Building Durable Workflows in Swift with Distributed Actors

As mentioned in this post last week I made a small presentation at our Swift community here in Munich, it was about showcasing distributed actors with examples of what you can build. One of them was Durable workflows. There were some questions about implementation details, so I decide to make a separate post explaining how exactly distributed actors are involved here.

The Examples directory has a full working version with a web frontend for anyone interested to check:


There is a class of problem that keeps appearing in backend systems: you need to run a multi-step process where each step calls a different external service, e.g. charge a card, book a flight, send a confirmation—and you need this to be reliable. Not just retryable, but truly durable.

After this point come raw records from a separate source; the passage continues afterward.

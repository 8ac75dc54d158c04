use serde::{Deserialize, Serialize};

pub mod conversation;
pub mod event;
pub mod user;

#[inline]
const fn default_offset() -> i64 {
    0
}

#[inline]
const fn default_limit() -> i64 {
    50
}

#[derive(Clone, Debug, Serialize, Deserialize)]
pub struct Pagination {
    #[serde(default = "default_limit")]
    pub limit: i64,
    #[serde(default = "default_offset")]
    pub page: i64,
}

#[derive(Debug, Serialize, Deserialize)]
pub struct PaginatedResponse<T> {
    pub items: Vec<T>,
    pub page: i64,
    pub total_items: i64,
    pub total_pages: i64,
    #[serde(default = "default_limit")]
    pub page_size: i64,
}

impl<T> PaginatedResponse<T> {
    pub fn new(items: Vec<T>, total_items: i64, page_size: i64, page: i64) -> Self {
        let total_pages = (total_items as f64 / page_size as f64).ceil() as i64;
        Self {
            items,
            page,
            page_size,
            total_items,
            total_pages,
        }
    }
}

#[cfg(test)]
mod test {
    use super::*;

    #[test]
    fn test_total_pages_rounds_up() {
        let page = PaginatedResponse::new(vec![1, 2, 3], 11, 5, 0);
        assert_eq!(page.total_pages, 3);
    }
}
use core::fmt;

use chrono::NaiveDateTime;
use serde::{Deserialize, Serialize};

#[derive(Debug, Clone, PartialEq, Eq, Hash, Serialize, Deserialize, sqlx::Type)]
#[sqlx(transparent)]
pub struct UserId(pub String);

/// Base user table model. `total_xp` only ever moves through the progression
/// engine; `current_level` trails eligibility until a promotion is claimed.
#[derive(Debug, Clone, sqlx::FromRow, Serialize)]
pub struct UserRecord {
    pub id: UserId,
    pub username: String,
    pub joined_at: NaiveDateTime,
    pub current_level: i64,
    pub total_xp: i64,
    pub verification_status: String,
    pub social_url: Option<String>,
    pub builder_score: f64,
    pub last_active: NaiveDateTime,
    pub created_at: NaiveDateTime,
    pub updated_at: NaiveDateTime,
}

impl UserRecord {
    pub fn status(&self) -> VerificationStatus {
        VerificationStatus::parse(&self.verification_status)
    }
}

#[derive(Debug, Clone, Copy, PartialEq, Eq, Serialize, Deserialize)]
#[serde(rename_all = "lowercase")]
pub enum VerificationStatus {
    Pending,
    Verified,
    Rejected,
}

impl VerificationStatus {
    pub fn parse(raw: &str) -> Self {
        match raw {
            "verified" => VerificationStatus::Verified,
            "rejected" => VerificationStatus::Rejected,
            _ => VerificationStatus::Pending,
        }
    }

    pub fn as_str(&self) -> &'static str {
        match self {
            VerificationStatus::Pending => "pending",
            VerificationStatus::Verified => "verified",
            VerificationStatus::Rejected => "rejected",
        }
    }
}

impl fmt::Display for VerificationStatus {
    fn fmt(&self, f: &mut fmt::Formatter<'_>) -> fmt::Result {
        write!(f, "{}", self.as_str())
    }
}

#[derive(Debug, Serialize, Deserialize, sqlx::FromRow)]
pub struct LeaderboardRow {
    pub id: UserId,
    pub username: String,
    pub total_xp: i64,
    pub current_level: i64,
    pub ranking: i64,
}

impl From<String> for UserId {
    fn from(value: String) -> Self {
        UserId(value)
    }
}

impl From<&str> for UserId {
    fn from(value: &str) -> Self {
        UserId(value.to_string())
    }
}

impl fmt::Display for UserId {
    fn fmt(&self, f: &mut fmt::Formatter<'_>) -> fmt::Result {
        write!(f, "{}", self.0)
    }
}

#[cfg(test)]
mod test {
    use super::*;

    #[test]
    fn test_status_parse_roundtrip() {
        for status in [
            VerificationStatus::Pending,
            VerificationStatus::Verified,
            VerificationStatus::Rejected,
        ] {
            assert_eq!(VerificationStatus::parse(status.as_str()), status);
        }
    }

    #[test]
    fn test_unknown_status_defaults_to_pending() {
        assert_eq!(
            VerificationStatus::parse("definitely-not-a-status"),
            VerificationStatus::Pending
        );
    }
}
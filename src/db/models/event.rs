use chrono::NaiveDateTime;
use serde::Serialize;

use crate::db::models::user::UserId;

/// Append-only XP ledger row; one per grant, never mutated
#[derive(Debug, Clone, sqlx::FromRow, Serialize)]
pub struct XpEvent {
    pub id: i64,
    pub user_id: UserId,
    pub amount: i64,
    pub reason: String,
    pub created_at: NaiveDateTime,
}

/// Append-only promotion record; exactly one per successful promotion
#[derive(Debug, Clone, sqlx::FromRow, Serialize)]
pub struct PromotionEvent {
    pub id: i64,
    pub user_id: UserId,
    pub from_level: i64,
    pub to_level: i64,
    pub actor: String,
    pub created_at: NaiveDateTime,
}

The first thought is usually a database transaction—but that doesn't work for operations that take minutes, call external APIs, or span multiple services. You need each step to commit immediately and independently. That means if step 3 fails after steps 1 and 2 already succeeded, there is no rollback—you have to explicitly undo what was done: call the flight API to cancel, release the funds hold.

But there is another problem: what happens if the process crashes in the middle of the compensation itself? Or if it restarts and runs the whole thing from scratch, double-charging the user? You need the execution to be durable—able to survive process restarts and continue exactly where it stopped.

Systems like Temporal and AWS Step Functions exist to solve this. I wanted to explore whether Swift's distributed actors ecosystem already has the right primitives to build something similar without an external workflow server.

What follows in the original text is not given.